- _Instructions for the task_
The word "completed" marks the lines you need; copy each of them from the data.

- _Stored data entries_
*** Block opens ***
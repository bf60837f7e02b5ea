//! Content Store
//!
//! Durable object storage addressed by key. Writing returns a public URL;
//! deleting takes that URL back. Listing walks a key prefix. [`LocalContentStore`] keeps objects on disk
//! and relies on the server to serve them under `/files`.

mod local;

pub use local::LocalContentStore;

use async_trait::async_trait;
use thiserror::Error;

/// An object written to the store
#[derive(Debug, Clone, PartialEq, Eq)]
pub struct StoredObject {
    pub key: String,
    pub url: String,
    pub size: u64,
    pub content_type: String,
}

#[derive(Debug, Error)]
pub enum StoreError {
    #[error("Invalid storage key: {0}")]
    InvalidKey(String),

    #[error("URL does not belong to this store: {0}")]
    ForeignUrl(String),

    #[error("Object not found: {0}")]
    NotFound(String),

    #[error("Storage I/O error: {0}")]
    Io(#[from] std::io::Error),
}

/// Service trait for durable object storage
#[async_trait]
pub trait ContentStore: Send + Sync {
    /// Store `bytes` under `key`, replacing any previous object
    async fn put(
        &self,
        key: &str,
        bytes: Vec<u8>,
        content_type: &str,
    ) -> Result<StoredObject, StoreError>;

    /// Delete the object a previous `put` returned `url` for
    async fn delete(&self, url: &str) -> Result<(), StoreError>;

    /// List stored objects below `prefix` (all objects when empty), sorted by key
    async fn list(&self, prefix: &str) -> Result<Vec<StoredObject>, StoreError>;
}

/// Check that `key` is a relative, slash-separated path without traversal
pub fn validate_key(key: &str) -> Result<(), StoreError> {
    let valid = !key.is_empty()
        && !key.contains('\\')
        && key
            .split('/')
            .all(|segment| !segment.is_empty() && segment != "." && segment != "..");

    if valid {
        Ok(())
    } else {
        Err(StoreError::InvalidKey(key.to_string()))
    }
}

/// Make `raw` safe to use as a single key segment
///
/// Keeps ASCII alphanumerics, `-`, `_` and `.`; everything else becomes `_`.
pub fn key_segment(raw: &str) -> String {
    let cleaned: String = raw
        .trim()
        .chars()
        .map(|c| {
            if c.is_ascii_alphanumeric() || matches!(c, '-' | '_' | '.') {
                c
            } else {
                '_'
            }
        })
        .collect();

    if cleaned.is_empty() || cleaned.chars().all(|c| c == '.') {
        "_".to_string()
    } else {
        cleaned
    }
}

#[cfg(test)]
mod tests {
    use super::*;

    #[test]
    fn test_key_segment() {
        assert_eq!(key_segment("job_1"), "job_1");
        assert_eq!(key_segment("My Song (final).mp3"), "My_Song__final_.mp3");
        assert_eq!(key_segment("a/b"), "a_b");
        assert_eq!(key_segment(".."), "_");
        assert_eq!(key_segment(""), "_");
    }

    #[test]
    fn test_validate_key() {
        assert!(validate_key("processed/job_1/vocals.wav").is_ok());
        assert!(validate_key("uploads/1700000000000-song.mp3").is_ok());

        assert!(validate_key("").is_err());
        assert!(validate_key("/absolute").is_err());
        assert!(validate_key("processed//vocals.wav").is_err());
        assert!(validate_key("processed/../secret").is_err());
        assert!(validate_key("processed\\job").is_err());
    }
}
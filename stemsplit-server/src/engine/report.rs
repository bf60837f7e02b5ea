//! Structured result extraction
//!
//! Engines print progress text mixed with a JSON report such as
//! `{"status": "success", "output_files": {"vocals": "/tmp/x/vocals.wav"}}` or
//! `{"status": "error", "error": "model failed to load"}`. The last top-level
//! JSON object carrying a recognized `status` wins.

use std::collections::BTreeMap;
use std::path::PathBuf;

use serde::Deserialize;

use super::{EngineReport, StemOutput};

#[derive(Debug, Deserialize)]
#[serde(tag = "status", rename_all = "lowercase")]
enum WireReport {
    Success {
        #[serde(default)]
        output_files: BTreeMap<String, PathBuf>,
    },
    Error {
        #[serde(default)]
        error: Option<String>,
    },
}

impl From<WireReport> for EngineReport {
    fn from(wire: WireReport) -> Self {
        match wire {
            WireReport::Success { output_files } => EngineReport::Success {
                outputs: output_files
                    .into_iter()
                    .map(|(stem, path)| StemOutput { stem, path })
                    .collect(),
            },
            WireReport::Error { error } => EngineReport::Error {
                message: error
                    .filter(|m| !m.trim().is_empty())
                    .unwrap_or_else(|| "Separation engine reported an error".to_string()),
            },
        }
    }
}

/// Find the engine report in `output`
///
/// Returns `None` when no recognizable report is present.
pub fn parse_report(output: &str) -> Option<EngineReport> {
    let mut found = None;
    let mut pos = 0;

    while let Some(offset) = output[pos..].find('{') {
        let start = pos + offset;
        let mut stream =
            serde_json::Deserializer::from_str(&output[start..]).into_iter::<serde_json::Value>();

        match stream.next() {
            Some(Ok(value)) => {
                if value.get("status").is_some() {
                    if let Ok(wire) = serde_json::from_value::<WireReport>(value) {
                        found = Some(wire);
                    }
                }
                // Skip past the whole object so nested objects are not revisited
                pos = start + stream.byte_offset().max(1);
            }
            _ => pos = start + 1,
        }
    }

    found.map(EngineReport::from)
}
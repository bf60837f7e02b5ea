//! Data Transfer Objects for the HTTP API
//!
//! Request and response bodies exchanged between the server and its clients.
//! Field names are camelCase on the wire.

pub mod job;
pub mod upload;
//! Job-related API endpoints

use crate::StemsplitClient;
use crate::error::Result;
use stemsplit_core::domain::job::Job;
use stemsplit_core::dto::job::{StartJob, StartJobResponse};

impl StemsplitClient {
    /// Start a separation job
    ///
    /// The server acknowledges as soon as the job is registered; use
    /// [`get_job`](Self::get_job) or a [`JobPoller`](crate::JobPoller) to follow it.
    ///
    /// # Example
    /// ```no_run
    /// # use stemsplit_client::StemsplitClient;
    /// # use stemsplit_core::dto::job::StartJob;
    /// # async fn example() -> anyhow::Result<()> {
    /// let client = StemsplitClient::new("http://localhost:8080");
    /// let ack = client
    ///     .start_job(&StartJob::new(
    ///         "job_1",
    ///         "https://cdn.example.com/song.mp3",
    ///         vec!["vocals".to_string(), "instrumental".to_string()],
    ///     ))
    ///     .await?;
    /// println!("{} is {}", ack.id, ack.status);
    /// # Ok(())
    /// # }
    /// ```
    pub async fn start_job(&self, req: &StartJob) -> Result<StartJobResponse> {
        let url = format!("{}/api/process", self.base_url);
        let response = self.client.post(&url).json(req).send().await?;

        self.handle_response(response).await
    }

    /// Get the current snapshot of a job
    pub async fn get_job(&self, job_id: &str) -> Result<Job> {
        let url = format!("{}/api/process", self.base_url);
        let response = self
            .client
            .get(&url)
            .query(&[("id", job_id)])
            .send()
            .await?;

        self.handle_response(response).await
    }
}
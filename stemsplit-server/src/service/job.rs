//! Job Service
//!
//! Business logic for starting and querying separation jobs.

use std::sync::Arc;
use std::time::Duration;

use stemsplit_core::domain::job::{Job, JobStatus};
use stemsplit_core::dto::job::{StartJob, StartJobResponse};
use thiserror::Error;

use crate::repository::{JobRegistry, RegistryError};
use crate::service::orchestrator::{JobSpec, Orchestrator};

/// Service error type
#[derive(Debug, Error)]
pub enum JobError {
    #[error("{0}")]
    ValidationError(String),

    #[error(transparent)]
    Registry(#[from] RegistryError),
}

/// Register a new job and hand it to the orchestrator
///
/// Returns as soon as the job is visible; processing continues in the
/// background.
pub fn start_job(
    registry: &JobRegistry,
    orchestrator: &Arc<Orchestrator>,
    req: StartJob,
) -> Result<StartJobResponse, JobError> {
    let spec = validate_start(req)?;

    let run = registry.register(&spec.id, spec.requested_stems.clone())?;

    tracing::info!(
        "Job {} registered: {} -> {:?}",
        spec.id,
        spec.source_url,
        spec.requested_stems
    );

    let id = spec.id.clone();
    orchestrator.spawn(spec, run);

    Ok(StartJobResponse {
        id,
        status: JobStatus::Processing,
        message: "Processing started".to_string(),
    })
}

/// Get a job snapshot by ID
pub fn get_job(registry: &JobRegistry, id: &str) -> Result<Job, JobError> {
    Ok(registry.get(id)?)
}

/// Periodically evict terminal jobs older than `ttl`
pub fn spawn_job_sweeper(registry: Arc<JobRegistry>, ttl: Duration) -> tokio::task::JoinHandle<()> {
    // Sweep often enough that a job outlives its TTL by at most ~10%
    let period = (ttl / 10).clamp(Duration::from_secs(1), Duration::from_secs(60));

    tokio::spawn(async move {
        let mut ticker = tokio::time::interval(period);
        loop {
            ticker.tick().await;
            let evicted = registry.evict_expired(ttl);
            if evicted > 0 {
                tracing::debug!("Evicted {} expired job(s), {} remaining", evicted, registry.len());
            }
        }
    })
}

// =============================================================================
// Validation
// =============================================================================

fn validate_start(req: StartJob) -> Result<JobSpec, JobError> {
    let missing = || {
        JobError::ValidationError("Missing required fields: id, sourceUrl, requestedStems".to_string())
    };

    let id = req
        .id
        .map(|id| id.trim().to_string())
        .filter(|id| !id.is_empty())
        .ok_or_else(missing)?;
    let source_url = req
        .source_url
        .map(|url| url.trim().to_string())
        .filter(|url| !url.is_empty())
        .ok_or_else(missing)?;
    let requested = req.requested_stems.ok_or_else(missing)?;

    let parsed = reqwest::Url::parse(&source_url)
        .map_err(|e| JobError::ValidationError(format!("Invalid sourceUrl '{}': {}", source_url, e)))?;
    if !matches!(parsed.scheme(), "http" | "https") {
        return Err(JobError::ValidationError(format!(
            "Invalid sourceUrl '{}': only http and https are supported",
            source_url
        )));
    }

    let mut requested_stems: Vec<String> = Vec::with_capacity(requested.len());
    for stem in requested {
        let stem = stem.trim();
        if stem.is_empty() {
            return Err(JobError::ValidationError(
                "Stem names must not be empty".to_string(),
            ));
        }
        if !requested_stems.iter().any(|s| s.eq_ignore_ascii_case(stem)) {
            requested_stems.push(stem.to_string());
        }
    }
    if requested_stems.is_empty() {
        return Err(JobError::ValidationError(
            "requestedStems must name at least one stem".to_string(),
        ));
    }

    Ok(JobSpec {
        id,
        source_url,
        requested_stems,
    })
}

#[cfg(test)]
mod tests {
    use super::*;

    fn request(id: &str, url: &str, stems: &[&str]) -> StartJob {
        StartJob::new(id, url, stems.iter().map(|s| s.to_string()).collect())
    }

    #[test]
    fn test_validate_start_valid() {
        let spec = validate_start(request(
            " job_1 ",
            "https://files.example.com/song.mp3",
            &["vocals", "Vocals", " instrumental"],
        ))
        .unwrap();

        assert_eq!(spec.id, "job_1");
        assert_eq!(spec.source_url, "https://files.example.com/song.mp3");
        assert_eq!(spec.requested_stems, vec!["vocals", "instrumental"]);
    }

    #[test]
    fn test_validate_start_missing_fields() {
        let err = validate_start(StartJob {
            id: Some("job_1".to_string()),
            ..Default::default()
        })
        .unwrap_err();
        assert!(matches!(err, JobError::ValidationError(_)));

        assert!(validate_start(request("", "https://x/a.mp3", &["vocals"])).is_err());
        assert!(validate_start(request("job_1", "  ", &["vocals"])).is_err());
    }

    #[test]
    fn test_validate_start_invalid_stems() {
        assert!(validate_start(request("job_1", "https://x/a.mp3", &[])).is_err());
        assert!(validate_start(request("job_1", "https://x/a.mp3", &["vocals", ""])).is_err());
    }

    #[test]
    fn test_validate_start_invalid_url() {
        assert!(validate_start(request("job_1", "not a url", &["vocals"])).is_err());
        assert!(validate_start(request("job_1", "file:///etc/passwd", &["vocals"])).is_err());
    }

    #[test]
    fn test_get_job_unknown() {
        let registry = JobRegistry::new();
        let err = get_job(&registry, "job_missing").unwrap_err();
        assert!(matches!(
            err,
            JobError::Registry(RegistryError::NotFound(id)) if id == "job_missing"
        ));
    }

    #[tokio::test]
    async fn test_sweeper_evicts_terminal_jobs() {
        let registry = Arc::new(JobRegistry::new());
        let run = registry.register("job_1", vec!["vocals".to_string()]).unwrap();
        registry
            .update("job_1", run, crate::repository::JobUpdate::Fail("boom".to_string()))
            .unwrap();
        registry.register("job_2", vec!["vocals".to_string()]).unwrap();

        let sweeper = spawn_job_sweeper(Arc::clone(&registry), Duration::ZERO);
        tokio::time::sleep(Duration::from_millis(200)).await;
        sweeper.abort();

        assert!(registry.get("job_1").is_err());
        assert!(registry.get("job_2").is_ok());
    }
}
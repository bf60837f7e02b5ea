use anyhow::Context;
use stemsplit_server::{AppState, api, config::Config, service::job_service};
use tracing_subscriber::{layer::SubscriberExt, util::SubscriberInitExt};

#[tokio::main]
async fn main() -> anyhow::Result<()> {
    // Initialize tracing
    tracing_subscriber::registry()
        .with(
            tracing_subscriber::EnvFilter::try_from_default_env()
                .unwrap_or_else(|_| "stemsplit_server=debug,tower_http=debug".into()),
        )
        .with(tracing_subscriber::fmt::layer())
        .init();

    tracing::info!("Starting Stemsplit Server...");

    let config = Config::from_env();
    config.validate().context("Invalid configuration")?;

    tracing::info!(
        "Engine: {} {:?} (timeout {:?})",
        config.engine_program,
        config.engine_args,
        config.engine_timeout
    );

    tokio::fs::create_dir_all(&config.storage_dir)
        .await
        .with_context(|| format!("Failed to create storage dir {}", config.storage_dir.display()))?;

    let addr = config.bind_addr.clone();
    let state = AppState::from_config(config);

    if let Some(ttl) = state.config.job_ttl {
        tracing::info!("Finished jobs expire after {:?}", ttl);
        job_service::spawn_job_sweeper(state.registry.clone(), ttl);
    }

    // Build router with all API endpoints
    let app = api::create_router(state);

    tracing::info!("Listening on {}", addr);

    let listener = tokio::net::TcpListener::bind(&addr)
        .await
        .with_context(|| format!("Failed to bind to {}", addr))?;

    axum::serve(listener, app)
        .with_graceful_shutdown(shutdown_signal())
        .await
        .context("Server error")?;

    tracing::info!("Server stopped");
    Ok(())
}

async fn shutdown_signal() {
    if let Err(e) = tokio::signal::ctrl_c().await {
        tracing::error!("Failed to listen for shutdown signal: {}", e);
        std::future::pending::<()>().await;
    }
    tracing::info!("Shutdown signal received");
}
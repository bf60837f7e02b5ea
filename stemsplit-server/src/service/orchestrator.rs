//! Separation Orchestrator
//!
//! Drives one job from `processing` to `completed` or `failed`:
//! - fetch the source file into a scratch directory (progress 10)
//! - run the separation engine (progress 20)
//! - upload every produced stem to the content store (progress 80)
//! - attach the results (progress 100)
//!
//! The run happens on a detached task. Every error, panics included, ends in a
//! terminal `failed` update, and the scratch directory is removed on every path.

use std::path::{Path, PathBuf};
use std::sync::Arc;

use futures_util::future::join_all;
use stemsplit_core::domain::job::{StemResult, progress};
use stemsplit_core::domain::media::MediaKind;
use thiserror::Error;
use tracing::{debug, error, info, warn};

use crate::engine::{EngineError, EngineReport, SeparationEngine, StemOutput};
use crate::repository::{JobRegistry, JobUpdate, RegistryError, RunToken};
use crate::store::{ContentStore, StoreError, key_segment};

/// Everything needed to process one registered job
#[derive(Debug, Clone, PartialEq, Eq)]
pub struct JobSpec {
    pub id: String,
    pub source_url: String,
    pub requested_stems: Vec<String>,
}

#[derive(Debug, Clone)]
pub struct OrchestratorSettings {
    /// Directory per-job scratch directories are created in
    pub scratch_dir: PathBuf,
    /// Key prefix for separated stems
    pub processed_prefix: String,
}

#[derive(Debug, Error)]
pub enum OrchestratorError {
    #[error("Failed to fetch source file: {0}")]
    Fetch(#[from] reqwest::Error),

    #[error("Scratch storage error: {0}")]
    Scratch(#[from] std::io::Error),

    #[error(transparent)]
    Engine(#[from] EngineError),

    /// Message reported by the engine itself, kept verbatim
    #[error("{0}")]
    EngineReported(String),

    #[error("Failed to read output for stem '{stem}': {source}")]
    ReadOutput {
        stem: String,
        #[source]
        source: std::io::Error,
    },

    #[error("Failed to upload stem '{stem}': {source}")]
    Upload {
        stem: String,
        #[source]
        source: StoreError,
    },

    #[error(transparent)]
    Registry(#[from] RegistryError),
}

pub struct Orchestrator {
    registry: Arc<JobRegistry>,
    engine: Arc<dyn SeparationEngine>,
    store: Arc<dyn ContentStore>,
    http: reqwest::Client,
    settings: OrchestratorSettings,
}

impl Orchestrator {
    pub fn new(
        registry: Arc<JobRegistry>,
        engine: Arc<dyn SeparationEngine>,
        store: Arc<dyn ContentStore>,
        settings: OrchestratorSettings,
    ) -> Self {
        Self {
            registry,
            engine,
            store,
            http: reqwest::Client::new(),
            settings,
        }
    }

    /// Launch processing of a registered job on a detached task
    ///
    /// The returned handle may be dropped; the task keeps running.
    pub fn spawn(self: &Arc<Self>, spec: JobSpec, run: RunToken) -> tokio::task::JoinHandle<()> {
        let this = Arc::clone(self);
        tokio::spawn(async move { this.supervise(spec, run).await })
    }

    /// Run the job on its own task and record the terminal state
    async fn supervise(self: Arc<Self>, spec: JobSpec, run: RunToken) {
        let id = spec.id.clone();

        // A panic inside the worker surfaces here as a JoinError
        let worker = {
            let this = Arc::clone(&self);
            tokio::spawn(async move { this.run(&spec, run).await })
        };

        let update = match worker.await {
            Ok(Ok(results)) => {
                info!("Job {} completed with {} stem(s)", id, results.len());
                JobUpdate::Complete(results)
            }
            Ok(Err(e)) => {
                error!("Job {} failed: {}", id, e);
                JobUpdate::Fail(e.to_string())
            }
            Err(e) => {
                error!("Job {} processing task aborted: {}", id, e);
                JobUpdate::Fail(format!("Processing task aborted: {}", e))
            }
        };

        if let Err(e) = self.registry.update(&id, run, update) {
            warn!("Failed to record final state for job {}: {}", id, e);
        }
    }

    async fn run(&self, spec: &JobSpec, run: RunToken) -> Result<Vec<StemResult>, OrchestratorError> {
        tokio::fs::create_dir_all(&self.settings.scratch_dir).await?;
        let scratch = tempfile::Builder::new()
            .prefix(&format!("{}-", key_segment(&spec.id)))
            .tempdir_in(&self.settings.scratch_dir)?;

        let result = self.process(spec, run, scratch.path()).await;

        let scratch_path = scratch.path().to_path_buf();
        match scratch.close() {
            Ok(()) => debug!("Removed scratch directory {}", scratch_path.display()),
            Err(e) => warn!(
                "Failed to remove scratch directory {}: {}",
                scratch_path.display(),
                e
            ),
        }

        result
    }

    async fn process(
        &self,
        spec: &JobSpec,
        run: RunToken,
        scratch: &Path,
    ) -> Result<Vec<StemResult>, OrchestratorError> {
        self.advance(spec, run, progress::FETCHING)?;
        let input = self.fetch_source(&spec.source_url, scratch).await?;

        self.advance(spec, run, progress::SEPARATING)?;
        let output_dir = scratch.join("output");
        tokio::fs::create_dir_all(&output_dir).await?;

        info!("Job {}: separating {:?}", spec.id, spec.requested_stems);
        let outputs = match self
            .engine
            .separate(&input, &output_dir, &spec.requested_stems)
            .await?
        {
            EngineReport::Success { outputs } => outputs,
            EngineReport::Error { message } => {
                return Err(OrchestratorError::EngineReported(message));
            }
        };

        self.advance(spec, run, progress::UPLOADING)?;
        let outputs = order_outputs(outputs, &spec.requested_stems);
        self.upload_stems(&spec.id, outputs).await
    }

    fn advance(&self, spec: &JobSpec, run: RunToken, value: u8) -> Result<(), OrchestratorError> {
        self.registry
            .update(&spec.id, run, JobUpdate::Progress(value))?;
        debug!("Job {} progress: {}%", spec.id, value);
        Ok(())
    }

    async fn fetch_source(&self, url: &str, scratch: &Path) -> Result<PathBuf, OrchestratorError> {
        let response = self.http.get(url).send().await?.error_for_status()?;
        let bytes = response.bytes().await?;

        let path = scratch.join(format!("input.{}", source_extension(url)));
        tokio::fs::write(&path, &bytes).await?;

        debug!("Fetched {} ({} bytes) into {}", url, bytes.len(), path.display());
        Ok(path)
    }

    /// Upload all stems concurrently; on any failure the stems already stored
    /// are deleted again and the first error is returned
    async fn upload_stems(
        &self,
        job_id: &str,
        outputs: Vec<StemOutput>,
    ) -> Result<Vec<StemResult>, OrchestratorError> {
        let uploads = outputs
            .into_iter()
            .map(|output| self.upload_stem(job_id, output));
        let outcomes = join_all(uploads).await;

        if outcomes.iter().all(Result::is_ok) {
            return Ok(outcomes.into_iter().filter_map(Result::ok).collect());
        }

        let mut first_error = None;
        for outcome in outcomes {
            match outcome {
                Ok(stored) => {
                    if let Err(e) = self.store.delete(&stored.url).await {
                        warn!("Failed to remove orphaned stem {}: {}", stored.url, e);
                    }
                }
                Err(e) => {
                    first_error.get_or_insert(e);
                }
            }
        }

        match first_error {
            Some(e) => Err(e),
            None => Ok(Vec::new()),
        }
    }

    async fn upload_stem(
        &self,
        job_id: &str,
        output: StemOutput,
    ) -> Result<StemResult, OrchestratorError> {
        let bytes = tokio::fs::read(&output.path)
            .await
            .map_err(|source| OrchestratorError::ReadOutput {
                stem: output.stem.clone(),
                source,
            })?;

        let ext = output
            .path
            .extension()
            .and_then(|e| e.to_str())
            .filter(|e| !e.is_empty())
            .map(str::to_ascii_lowercase)
            .unwrap_or_else(|| "wav".to_string());
        let content_type = MediaKind::from_extension(&ext)
            .map(MediaKind::mime)
            .unwrap_or("application/octet-stream");

        let key = format!(
            "{}/{}/{}.{}",
            self.settings.processed_prefix,
            key_segment(job_id),
            key_segment(&output.stem),
            key_segment(&ext)
        );

        let object = self
            .store
            .put(&key, bytes, content_type)
            .await
            .map_err(|source| OrchestratorError::Upload {
                stem: output.stem.clone(),
                source,
            })?;

        Ok(StemResult {
            stem: output.stem,
            url: object.url,
        })
    }
}

/// Order engine outputs by the request: requested stems first in request order,
/// then any other stem the engine produced in the order it reported them
///
/// Stem names match case-insensitively. Nothing the engine produced is dropped.
fn order_outputs(outputs: Vec<StemOutput>, requested: &[String]) -> Vec<StemOutput> {
    let mut ranked: Vec<(usize, StemOutput)> = outputs
        .into_iter()
        .map(|output| {
            let rank = requested
                .iter()
                .position(|r| r.eq_ignore_ascii_case(&output.stem))
                .unwrap_or_else(|| {
                    debug!("Engine produced unrequested stem '{}'", output.stem);
                    requested.len()
                });
            (rank, output)
        })
        .collect();
    ranked.sort_by_key(|(rank, _)| *rank);
    ranked.into_iter().map(|(_, output)| output).collect()
}

/// Extension for the downloaded input, taken from the URL path when it names a
/// recognized media kind
fn source_extension(url: &str) -> &'static str {
    reqwest::Url::parse(url)
        .ok()
        .and_then(|u| {
            u.path_segments()
                .and_then(|mut segments| segments.next_back().map(str::to_string))
        })
        .and_then(|name| {
            name.rsplit_once('.')
                .and_then(|(_, ext)| MediaKind::from_extension(ext))
        })
        .map(MediaKind::extension)
        .unwrap_or("mp3")
}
*** Block closes ***
- _Answer section_
//! Drives one job from `processing` to `completed` or `failed`:
                info!("Job {} completed with {} stem(s)", id, results.len());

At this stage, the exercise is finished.